Hoy me encuentro con uno de sus “afamados” hashtags de Twitter, el hashtag dice así: #ContigoSinBancos. ¿Contigo sin bancos? Curioso mensaje ese que no hay quien se crea. ¿Cómo que contigo sin bancos? ¿Y las nóminas dónde se ingresan? Y las nóminas de los empleados, ¿desde donde se pagan? Y los recibos y pagos a proveedores, ¿desde dónde se hacen? Y las pensiones, sueldos, subvenciones de sus seguidores del pueblo y de la sonrisa, ¿dónde se guardan? Y si es “contigo sin bancos” y un banco tiene algún problema, ¿de donde va a recuperar el dinero la gente que tenga sus ahorros allí guardados? ¿Se lo va a dar Podemos? Y digo más, si no es de un banco, ¿de dónde va a haber vivido tan bien Espinar todos estos años? Y más aún, ¿quién le va a pagar 400.000 euros a Monedero por hacer un informe, que no vale ni para papel higiénico? Lo de este nuevo mensajito no es más que otro: “ven aquí, ya verás la moto que te vendo ahora”, además de gente con una financiación más que dudosa. 
Hace poco ha ganado las elecciones en EEUU Donald Trump, mucha gente ha comparado el populismo de Podemos con el de Trump. Yo parto de la base que todos los partidos son populistas, unos más descarados que otros. El populismo es la forma en que todos ellos son capaces de hacernos tragar las ruedas de molino que nos tragamos en cada cita electoral. Esa y no otra. No hay nunca razonamientos sensatos ni reconocimiento de errores que probablemente les convirtieran a todos en más creíbles. En populismo todos los partidos andan a la par, unos un poco más que otros, pero más o menos al mismo nivel.
Pero lo de Podemos es otra cosa más, lo de Podemos es populismo y también pochulismo. Porque su populismo es descarado, como se dice vulgarmente, no se cortan ni un pelo.

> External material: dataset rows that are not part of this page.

//! Named query refinements for collections.
//!
//! Each [`Filter`] of a [`Collection`](crate::resources::Collection) is switched on by a query
//! parameter carrying its public name. Filters run in the order they were added to the collection,
//! each refining the query produced by the one before.

use crate::context::ApiContext;
use crate::error::{Error, Result};
use crate::formatter::parse_datetime;
use crate::orm::{Predicates, QuerySet, Value};
use crate::resources::Params;
use serde_json::Value as JsonValue;
use std::fmt::Debug;

/// A predicate key which, instead of restricting the query, caps the number of results.
///
/// The cap applies after the filter's other predicates and before its ordering.
pub const LIMIT: &str = "__limit";

/// A named refinement of a collection query.
pub trait Filter: Debug + Send + Sync {
    /// The internal name of the query parameter activating this filter.
    fn name(&self) -> &str;

    /// Refine `qs` if `params` activates this filter, or return it unchanged.
    fn filter(
        &self,
        ctx: &ApiContext,
        params: &Params,
        qs: Box<dyn QuerySet>,
    ) -> Result<Box<dyn QuerySet>>;
}

/// A filter applying fixed predicates and ordering.
#[derive(Clone, Debug)]
pub struct StandardFilter {
    name: String,
    predicates: Predicates,
    order_by: Vec<String>,
}

impl StandardFilter {
    pub fn new(name: impl Into<String>) -> Self {
        Self {
            name: name.into(),
            predicates: Predicates::new(),
            order_by: vec![],
        }
    }

    pub fn predicate(mut self, key: impl Into<String>, value: impl Into<Value>) -> Self {
        self.predicates.insert(key.into(), value.into());
        self
    }

    /// Order the results by `fields`. A leading `-` reverses the direction.
    pub fn order_by<I>(mut self, fields: I) -> Self
    where
        I: IntoIterator,
        I::Item: Into<String>,
    {
        self.order_by = fields.into_iter().map(Into::into).collect();
        self
    }
}

impl Filter for StandardFilter {
    fn name(&self) -> &str {
        &self.name
    }

    fn filter(
        &self,
        ctx: &ApiContext,
        params: &Params,
        qs: Box<dyn QuerySet>,
    ) -> Result<Box<dyn QuerySet>> {
        if !params.contains_key(&ctx.public_name(&self.name)) {
            return Ok(qs);
        }
        tracing::debug!("applying filter {}", self.name);
        refine(qs, self.predicates.clone(), &self.order_by)
    }
}

/// A filter whose parameter value is bound to a predicate.
///
/// The value is read as a datetime if possible, otherwise as an integer, otherwise as a float, and
/// as a plain string as a last resort.
#[derive(Clone, Debug)]
pub struct ParameterizedFilter {
    name: String,
    predicate_key: String,
    predicates: Predicates,
    order_by: Vec<String>,
}

impl ParameterizedFilter {
    /// A filter binding the value of the parameter `name` to the lookup `predicate_key`.
    pub fn new(name: impl Into<String>, predicate_key: impl Into<String>) -> Self {
        Self {
            name: name.into(),
            predicate_key: predicate_key.into(),
            predicates: Predicates::new(),
            order_by: vec![],
        }
    }

    /// A fixed predicate applied alongside the bound one.
    pub fn predicate(mut self, key: impl Into<String>, value: impl Into<Value>) -> Self {
        self.predicates.insert(key.into(), value.into());
        self
    }

    pub fn order_by<I>(mut self, fields: I) -> Self
    where
        I: IntoIterator,
        I::Item: Into<String>,
    {
        self.order_by = fields.into_iter().map(Into::into).collect();
        self
    }
}

impl Filter for ParameterizedFilter {
    fn name(&self) -> &str {
        &self.name
    }

    fn filter(
        &self,
        ctx: &ApiContext,
        params: &Params,
        qs: Box<dyn QuerySet>,
    ) -> Result<Box<dyn QuerySet>> {
        let Some(raw) = params.get(&ctx.public_name(&self.name)) else {
            return Ok(qs);
        };
        let value = sniff(raw);
        tracing::debug!("applying filter {} with {}={value:?}", self.name, self.predicate_key);
        let mut predicates = self.predicates.clone();
        predicates.insert(self.predicate_key.clone(), value);
        refine(qs, predicates, &self.order_by)
    }
}

fn refine(
    qs: Box<dyn QuerySet>,
    mut predicates: Predicates,
    order_by: &[String],
) -> Result<Box<dyn QuerySet>> {
    let limit = predicates.remove(LIMIT);
    let mut qs = if predicates.is_empty() {
        qs
    } else {
        qs.filter(&predicates)
    };
    if let Some(limit) = limit {
        let n = match limit {
            Value::Int(n) if n >= 0 => n as usize,
            other => {
                return Err(Error::type_coercion(
                    "non-negative integer",
                    &JsonValue::String(other.to_string()),
                ))
            }
        };
        qs = qs.slice(0, Some(n));
    }
    if !order_by.is_empty() {
        qs = qs.order_by(order_by);
    }
    Ok(qs)
}

/// Read a query parameter as the most specific kind of value it looks like.
pub fn sniff(raw: &str) -> Value {
    if let Some(dt) = parse_datetime(raw) {
        return Value::DateTime(dt);
    }
    if let Ok(i) = raw.parse::<i64>() {
        return Value::Int(i);
    }
    match raw.parse::<f64>() {
        Ok(f) if f.is_finite() => Value::Float(f),
        _ => Value::Text(raw.to_string()),
    }
}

Es como cuando pillas a un niño haciendo una trastada y le dices: has sido tú, ¿verdad? Y el te contesta: sí, ¿y qué? Así es Podemos, van por la vida con tanto descaro y con tan poco disimulo que es incluso de nota. Es para recordar en los anales de la historia el famoso escándalo de Echenique, en el que no pagaba la seguridad social de su empleada y le acabó echando la culpa a ella. Así son los de Podemos: pa chulo yo y pa pegarse mi padre.